The Indian Army intends to acquire vehicle-mounted drone jammers capable of detecting and neutralising drones/swarms from several angles.
The Army issued a request for proposal (RFP) for the jammers on January 18 with specifications and numbers of vehicle-based systems it wishes to acquire. Currently, the RFP calls for 20 such vehicle-mounted jammers.
In addition to the technologies being developed by commercial enterprises, the Defence Research and Development Organization (DRDO) and Bharat Electronics Limited (BEL) have created vehicle-mounted drone jammers.

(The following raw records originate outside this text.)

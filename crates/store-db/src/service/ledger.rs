//! # Product Ledger
//!
//! Owns product stock (`count`) and the `availability` flag.
//!
//! A product update that raises `count` above the stored value drains the
//! product's backorder queue against the NEW count, in the same
//! transaction and under the product lock:
//!
//! ```text
//! stored count = 2, PUT /products/{id} { count: 8, ... }
//!      │
//!      ▼
//! UPDATE products SET count = 8 ...
//!      │  8 > 2
//!      ▼
//! drain(product, available = 8)   → satisfied backorders deleted
//!      │
//!      ▼
//! COMMIT → notify customers
//! ```
//!
//! The drain does not subtract the satisfied quantities from the count.

use chrono::{DateTime, Utc};
use tracing::info;

use crate::error::FulfillmentResult;
use crate::pool::Database;
use crate::repository::product;
use crate::service::backorder::drain_within;
use crate::service::locks::ProductLocks;
use crate::service::notifier::{dispatch, SharedNotifier};
use store_core::drain::DrainReport;
use store_core::validation::validate_new_product;
use store_core::{resource, CoreError, NewProduct, Product};

#[derive(Clone)]
pub struct ProductLedger {
    db: Database,
    notifier: SharedNotifier,
    locks: ProductLocks,
}

impl ProductLedger {
    pub fn new(db: Database, notifier: SharedNotifier, locks: ProductLocks) -> Self {
        ProductLedger {
            db,
            notifier,
            locks,
        }
    }

    pub async fn get(&self, id: &str) -> FulfillmentResult<Product> {
        self.db
            .products()
            .get_by_id(id)
            .await?
            .ok_or_else(|| CoreError::not_found(resource::PRODUCT, id).into())
    }

    pub async fn list(&self) -> FulfillmentResult<Vec<Product>> {
        Ok(self.db.products().list().await?)
    }

    pub async fn create(&self, input: NewProduct, now: DateTime<Utc>) -> FulfillmentResult<Product> {
        validate_new_product(&input)?;

        let product = input.into_product(now);
        self.db.products().insert(&product).await?;

        info!(product_id = %product.id, count = product.count, "Product created");
        Ok(product)
    }

    /// Replaces a product's fields, draining backorders if stock went up.
    pub async fn update(
        &self,
        id: &str,
        changes: NewProduct,
        now: DateTime<Utc>,
    ) -> FulfillmentResult<(Product, DrainReport)> {
        validate_new_product(&changes)?;

        if !self.db.products().exists(id).await? {
            return Err(CoreError::not_found(resource::PRODUCT, id).into());
        }

        let _guard = self.locks.acquire(id).await;
        let mut tx = self.db.begin().await?;

        let mut stored = product::find(&mut *tx, id)
            .await?
            .ok_or_else(|| CoreError::not_found(resource::PRODUCT, id))?;
        let previous_count = stored.count;

        stored.apply(changes, now);
        product::update(&mut *tx, &stored).await?;

        let report = if stored.count > previous_count {
            let plan = drain_within(&mut tx, id, stored.count).await?;
            DrainReport::from_plan(id, &plan)
        } else {
            DrainReport::untouched(id)
        };

        tx.commit().await?;
        dispatch(self.notifier.as_ref(), &report.satisfied);

        info!(
            product_id = %id,
            previous_count,
            count = stored.count,
            satisfied = report.satisfied.len(),
            "Product updated"
        );
        Ok((stored, report))
    }

    /// Deletes a product. Orders and backorders referencing it are kept.
    pub async fn delete(&self, id: &str) -> FulfillmentResult<()> {
        {
            let _guard = self.locks.acquire(id).await;
            self.db.products().delete(id).await?;
        }
        self.locks.forget(id);

        info!(product_id = %id, "Product deleted");
        Ok(())
    }
}

#[cfg(test)]
mod tests {
    use super::*;
    use crate::service::backorder::BackorderQueue;
    use crate::service::notifier::RecordingNotifier;
    use crate::service::test_support::{seed_customer, seed_product, test_db};
    use std::sync::Arc;
    use store_core::NewBackorder;

    fn changes_from(product: &Product, count: i64) -> NewProduct {
        NewProduct {
            name: product.name.clone(),
            description: product.description.clone(),
            price_cents: product.price_cents,
            count,
            availability: product.availability,
            expiry: product.expiry,
        }
    }

    #[tokio::test]
    async fn test_restock_drains_with_new_count() {
        let db = test_db().await;
        let product = seed_product(&db, 2, 100).await;
        let customer = seed_customer(&db).await;
        let notifier = Arc::new(RecordingNotifier::default());
        let locks = ProductLocks::new();
        let queue = BackorderQueue::new(db.clone(), notifier.clone(), locks.clone());
        let ledger = ProductLedger::new(db.clone(), notifier.clone(), locks);

        for quantity in [3, 5] {
            queue
                .enqueue(
                    NewBackorder {
                        product_id: product.id.clone(),
                        customer_id: customer.id.clone(),
                        quantity,
                    },
                    Utc::now(),
                )
                .await
                .unwrap();
        }

        let (updated, report) = ledger
            .update(&product.id, changes_from(&product, 4), Utc::now())
            .await
            .unwrap();

        // budget is the new count (4), not the increase (2)
        assert_eq!(updated.count, 4);
        assert_eq!(report.satisfied.len(), 1);
        assert_eq!(report.satisfied[0].quantity, 3);
        assert_eq!(report.still_pending, 1);
        assert_eq!(notifier.seen().len(), 1);

        // count is left as written
        assert_eq!(ledger.get(&product.id).await.unwrap().count, 4);
    }

    #[tokio::test]
    async fn test_lowering_stock_does_not_drain() {
        let db = test_db().await;
        let product = seed_product(&db, 10, 100).await;
        let customer = seed_customer(&db).await;
        let notifier = Arc::new(RecordingNotifier::default());
        let locks = ProductLocks::new();
        let queue = BackorderQueue::new(db.clone(), notifier.clone(), locks.clone());
        let ledger = ProductLedger::new(db.clone(), notifier.clone(), locks);

        queue
            .enqueue(
                NewBackorder {
                    product_id: product.id.clone(),
                    customer_id: customer.id.clone(),
                    quantity: 1,
                },
                Utc::now(),
            )
            .await
            .unwrap();

        let (_, report) = ledger
            .update(&product.id, changes_from(&product, 6), Utc::now())
            .await
            .unwrap();

        assert!(report.satisfied.is_empty());
        assert_eq!(db.backorders().list().await.unwrap().len(), 1);
        assert!(notifier.seen().is_empty());
    }

    #[tokio::test]
    async fn test_update_missing_product() {
        let db = test_db().await;
        let template = seed_product(&db, 1, 100).await;
        let ledger = ProductLedger::new(
            db.clone(),
            Arc::new(RecordingNotifier::default()),
            ProductLocks::new(),
        );

        let err = ledger
            .update("ghost", changes_from(&template, 3), Utc::now())
            .await
            .unwrap_err();
        assert_eq!(err.to_string(), "Product not found with Id : ghost");
    }

    #[tokio::test]
    async fn test_create_validates_input() {
        let db = test_db().await;
        let ledger = ProductLedger::new(
            db,
            Arc::new(RecordingNotifier::default()),
            ProductLocks::new(),
        );

        let err = ledger
            .create(
                NewProduct {
                    name: "  ".to_string(),
                    description: None,
                    price_cents: 100,
                    count: 1,
                    availability: true,
                    expiry: None,
                },
                Utc::now(),
            )
            .await
            .unwrap_err();
        assert!(matches!(
            err,
            crate::error::FulfillmentError::Core(CoreError::Validation(_))
        ));
    }
}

The RFP specifies that the drone jammer (vehicle-based) must offer multisensor-based (at least two sensors) comprehensive and complete solutions for unmanned aircraft systems (UAS), drones, and swarms. “The system must be capable of detecting, monitoring, identifying, and neutralising UAS/drones/SWARMS arriving concurrently from several directions,” it states.
In addition, it specifies that the jammer shall combine all detection sensors and identify threats in order to offer the operator with composite air situation photos and enable the selection and management of reactions for countering UAS/drones utilising jammer systems.
The jammer must be equipped with a radio frequency (RF) detector, 3D radar (Drone Detection Radar), RF and satellite navigation jammer system, and command and control centre (C2 Centre).
There are a multitude of methods for drone jamming. RF jamming is one of the approaches; it breaks the radio frequency link between the drone and its operator by generating a high amount of RF interference. Once the RF link, which may include Wi-Fi connections, is destroyed, a drone will typically either drop to the ground or commence a “return to home” manoeuvre.
Disrupting the drone’s satellite link, such as GPS or GLONASS, is another technique. When a drone loses its satellite connection, it will typically hover in place, land, or return home.
“Spoofing” is a further method of countering the drone danger. This lets the jammer take control of the targeted drone or send it in the wrong direction by giving it a fake link for navigation or communication.
‘Dazzling’ can also neutralise drones. This involves utilising a laser or intense light beam to “blind” a drone’s camera.
Lasers and high-powered microwaves can also be employed to disable a drone by destroying its key components.
Counter-unmanned aerial system (C-UAS) operations often employ a variety of interdiction techniques.